*Exercise directions*. Only the number is needed: how many lines in the entries below contain the string "model"?

*** Opening Given entries ***

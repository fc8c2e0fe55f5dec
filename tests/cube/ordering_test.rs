#[cfg(test)]
mod tests {
    use starcube::cube::{compute_cube, CubeOptions, KeySlot, MeasureSpec};
    use starcube::model::{DataType, TypedColumn, TypedTable, Value};

    fn fact() -> TypedTable {
        TypedTable::new(
            "fact",
            vec![
                TypedColumn::new("region", DataType::Text),
                TypedColumn::new("category", DataType::Text),
                TypedColumn::new("quantity", DataType::Int),
            ],
        )
        .with_row(vec![Value::from("West"), Value::from("A"), Value::Int(3)])
        .with_row(vec![Value::from("East"), Value::from("B"), Value::Int(1)])
        .with_row(vec![Value::from("East"), Value::from("A"), Value::Int(2)])
        .with_row(vec![Value::Null, Value::from("B"), Value::Int(7)])
    }

    fn keys() -> Vec<String> {
        compute_cube(
            &fact(),
            &[],
            &["region", "category"],
            &[MeasureSpec::sum("quantity")],
            &CubeOptions::default(),
        )
        .unwrap()
        .rows
        .iter()
        .map(|r| r.key.to_string())
        .collect()
    }

    #[test]
    fn test_canonical_order() {
        assert_eq!(
            keys(),
            vec![
                "(East, A)",
                "(East, B)",
                "(East, ALL)",
                "(West, A)",
                "(West, ALL)",
                "(NULL, B)",
                "(NULL, ALL)",
                "(ALL, A)",
                "(ALL, B)",
                "(ALL, ALL)",
            ]
        );
    }

    #[test]
    fn test_grand_total_sorts_last() {
        let result = compute_cube(
            &fact(),
            &[],
            &["region", "category"],
            &[MeasureSpec::sum("quantity")],
            &CubeOptions::default(),
        )
        .unwrap();

        let last = result.rows.last().unwrap();
        assert!(last.key.slots().iter().all(KeySlot::is_all));
        assert!(result.rows[..result.num_rows() - 1]
            .iter()
            .all(|r| r.key.slots().iter().any(|s| !s.is_all())));
    }

    #[test]
    fn test_input_order_does_not_matter() {
        let mut reversed = fact();
        reversed.rows.reverse();
        let result = compute_cube(
            &reversed,
            &[],
            &["region", "category"],
            &[MeasureSpec::sum("quantity")],
            &CubeOptions::default(),
        )
        .unwrap();
        let reversed_keys: Vec<String> = result.rows.iter().map(|r| r.key.to_string()).collect();
        assert_eq!(reversed_keys, keys());
    }
}
//! Type coercion: raw text tables to typed tables.
//!
//! Each declared column is cast according to its [`ColumnSpec`]:
//!
//! - a *missing* raw value (absent, or one of the table's null tokens) takes
//!   the column default when one is configured, NULL otherwise
//! - a present value that does not parse fails the load for strict columns and
//!   becomes NULL for tolerant ones; it never falls back to the default
//! - boolean columns never fail and never hold NULL
//!
//! Derived columns are then computed once per row as
//! `COALESCE(explicit_value, expr)` over the declared columns.

pub mod cast;

pub use cast::{cast_value, parse_bool, DEFAULT_DATE_FORMAT, TRUE_TOKENS};

use thiserror::Error;

use crate::model::{
    BoundExpr, CastMode, ColumnSpec, DataType, ExprError, RawTable, TableSchema, TypedTable,
    Value,
};

/// Errors raised while coercing a raw table.
#[derive(Debug, Error, Clone, PartialEq)]
pub enum CoerceError {
    #[error("type mismatch in {table}.{column} at row {row}: '{value}' is not a valid {expected}")]
    TypeMismatch {
        table: String,
        column: String,
        /// 1-based data row (the header is not counted).
        row: usize,
        value: String,
        expected: DataType,
    },

    #[error("table '{table}' has no column '{column}' and it has no default")]
    MissingColumn { table: String, column: String },

    #[error("default '{value}' of {table}.{column} is not a valid {expected}")]
    InvalidDefault {
        table: String,
        column: String,
        value: String,
        expected: DataType,
    },

    #[error("column '{column}' is declared more than once in table '{table}'")]
    DuplicateColumn { table: String, column: String },

    #[error("derived column {table}.{column}: {source}")]
    InvalidDerived {
        table: String,
        column: String,
        #[source]
        source: ExprError,
    },

    #[error("derived column {table}.{column} is declared {declared} but its formula yields {inferred}")]
    DerivedType {
        table: String,
        column: String,
        declared: DataType,
        inferred: DataType,
    },
}

pub type CoerceResult<T> = Result<T, CoerceError>;

/// Counters reported alongside a coerced table.
#[derive(Debug, Clone, Copy, Default, PartialEq, Eq)]
pub struct CoerceStats {
    pub rows: usize,
    /// Present values a tolerant column could not cast.
    pub invalid_values: usize,
    /// Missing values replaced by a column default.
    pub defaults_applied: usize,
    /// Derived values computed from the formula rather than read from input.
    pub derived_computed: usize,
}

/// Coerce `raw` into a typed table described by `schema`.
pub fn coerce_table(raw: &RawTable, schema: &TableSchema) -> CoerceResult<TypedTable> {
    coerce_table_with_stats(raw, schema).map(|(table, _)| table)
}

/// Like [`coerce_table`], also returning substitution counters.
pub fn coerce_table_with_stats(
    raw: &RawTable,
    schema: &TableSchema,
) -> CoerceResult<(TypedTable, CoerceStats)> {
    let columns = plan_columns(raw, schema)?;
    let derived = plan_derived(raw, schema)?;

    let mut table = TypedTable::new(&raw.name, schema.output_columns());
    table.rows.reserve(raw.num_rows());
    let mut stats = CoerceStats {
        rows: raw.num_rows(),
        ..CoerceStats::default()
    };

    for row in 0..raw.num_rows() {
        let mut values = Vec::with_capacity(columns.len() + derived.len());

        for plan in &columns {
            let field = plan.source.and_then(|i| raw.field(row, i));
            values.push(plan.cast(&raw.name, schema, field, row, &mut stats)?);
        }

        for plan in &derived {
            let explicit = plan
                .source
                .and_then(|i| raw.field(row, i))
                .filter(|f| !schema.is_null_token(f))
                .and_then(|f| cast_value(f, plan.data_type, None));
            let value = match explicit {
                Some(v) => v,
                None => {
                    stats.derived_computed += 1;
                    plan.expr.evaluate(&values[..columns.len()])
                }
            };
            values.push(value);
        }

        table.rows.push(values);
    }

    Ok((table, stats))
}

// ============================================================================
// Column plans
// ============================================================================

struct ColumnPlan<'a> {
    spec: &'a ColumnSpec,
    source: Option<usize>,
    default: Option<Value>,
}

impl ColumnPlan<'_> {
    fn cast(
        &self,
        table: &str,
        schema: &TableSchema,
        field: Option<&str>,
        row: usize,
        stats: &mut CoerceStats,
    ) -> CoerceResult<Value> {
        let spec = self.spec;
        let present = field.filter(|f| !schema.is_null_token(f));

        if spec.data_type == DataType::Bool {
            return Ok(match (present, &self.default) {
                (None, Some(default)) => {
                    stats.defaults_applied += 1;
                    default.clone()
                }
                _ => Value::Bool(parse_bool(present)),
            });
        }

        let Some(raw) = present else {
            return Ok(match &self.default {
                Some(default) => {
                    stats.defaults_applied += 1;
                    default.clone()
                }
                None => Value::Null,
            });
        };

        match cast_value(raw, spec.data_type, spec.format.as_deref()) {
            Some(value) => Ok(value),
            None => match spec.cast {
                CastMode::Strict => Err(CoerceError::TypeMismatch {
                    table: table.to_string(),
                    column: spec.name.clone(),
                    row: row + 1,
                    value: raw.to_string(),
                    expected: spec.data_type,
                }),
                CastMode::Tolerant => {
                    stats.invalid_values += 1;
                    Ok(Value::Null)
                }
            },
        }
    }
}

/// Check a schema on its own: unique names, valid defaults and well-typed
/// derived formulas. Run by every load, and by configuration validation
/// before any data is read.
pub fn check_schema(table: &str, schema: &TableSchema) -> CoerceResult<()> {
    check_unique(table, schema)?;
    for spec in &schema.columns {
        parse_default(table, spec)?;
    }
    bind_derived(table, schema)?;
    Ok(())
}

fn check_unique(table: &str, schema: &TableSchema) -> CoerceResult<()> {
    let mut seen: Vec<&str> = Vec::new();
    let names = schema
        .columns
        .iter()
        .map(|c| c.name.as_str())
        .chain(schema.derived.iter().map(|d| d.name.as_str()));
    for name in names {
        if seen.contains(&name) {
            return Err(CoerceError::DuplicateColumn {
                table: table.to_string(),
                column: name.to_string(),
            });
        }
        seen.push(name);
    }
    Ok(())
}

fn parse_default(table: &str, spec: &ColumnSpec) -> CoerceResult<Option<Value>> {
    spec.default
        .as_ref()
        .map(|literal| {
            cast_value(literal, spec.data_type, spec.format.as_deref()).ok_or_else(|| {
                CoerceError::InvalidDefault {
                    table: table.to_string(),
                    column: spec.name.clone(),
                    value: literal.clone(),
                    expected: spec.data_type,
                }
            })
        })
        .transpose()
}

fn plan_columns<'a>(raw: &RawTable, schema: &'a TableSchema) -> CoerceResult<Vec<ColumnPlan<'a>>> {
    check_unique(&raw.name, schema)?;

    let mut plans = Vec::with_capacity(schema.columns.len());
    for spec in &schema.columns {
        let default = parse_default(&raw.name, spec)?;

        let source = raw.header_index(spec.source_name());
        if source.is_none()
            && default.is_none()
            && spec.cast == CastMode::Strict
            && spec.data_type != DataType::Bool
        {
            return Err(CoerceError::MissingColumn {
                table: raw.name.clone(),
                column: spec.source_name().to_string(),
            });
        }

        plans.push(ColumnPlan {
            spec,
            source,
            default,
        });
    }

    Ok(plans)
}

struct DerivedPlan {
    source: Option<usize>,
    data_type: DataType,
    expr: BoundExpr,
}

fn bind_derived(table: &str, schema: &TableSchema) -> CoerceResult<Vec<BoundExpr>> {
    let declared: Vec<_> = schema
        .output_columns()
        .into_iter()
        .take(schema.columns.len())
        .collect();

    schema
        .derived
        .iter()
        .map(|d| {
            let expr = d
                .expr
                .bind(&declared)
                .map_err(|source| CoerceError::InvalidDerived {
                    table: table.to_string(),
                    column: d.name.clone(),
                    source,
                })?;

            let inferred = expr.data_type();
            if !d.data_type.is_numeric() || (d.data_type == DataType::Int && inferred == DataType::Float) {
                return Err(CoerceError::DerivedType {
                    table: table.to_string(),
                    column: d.name.clone(),
                    declared: d.data_type,
                    inferred,
                });
            }
            Ok(expr)
        })
        .collect()
}

fn plan_derived(raw: &RawTable, schema: &TableSchema) -> CoerceResult<Vec<DerivedPlan>> {
    let bound = bind_derived(&raw.name, schema)?;
    Ok(schema
        .derived
        .iter()
        .zip(bound)
        .map(|(d, expr)| DerivedPlan {
            source: raw.header_index(&d.name),
            data_type: d.data_type,
            expr,
        })
        .collect())
}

*** Closing Given entries ***

*The completed task*. 2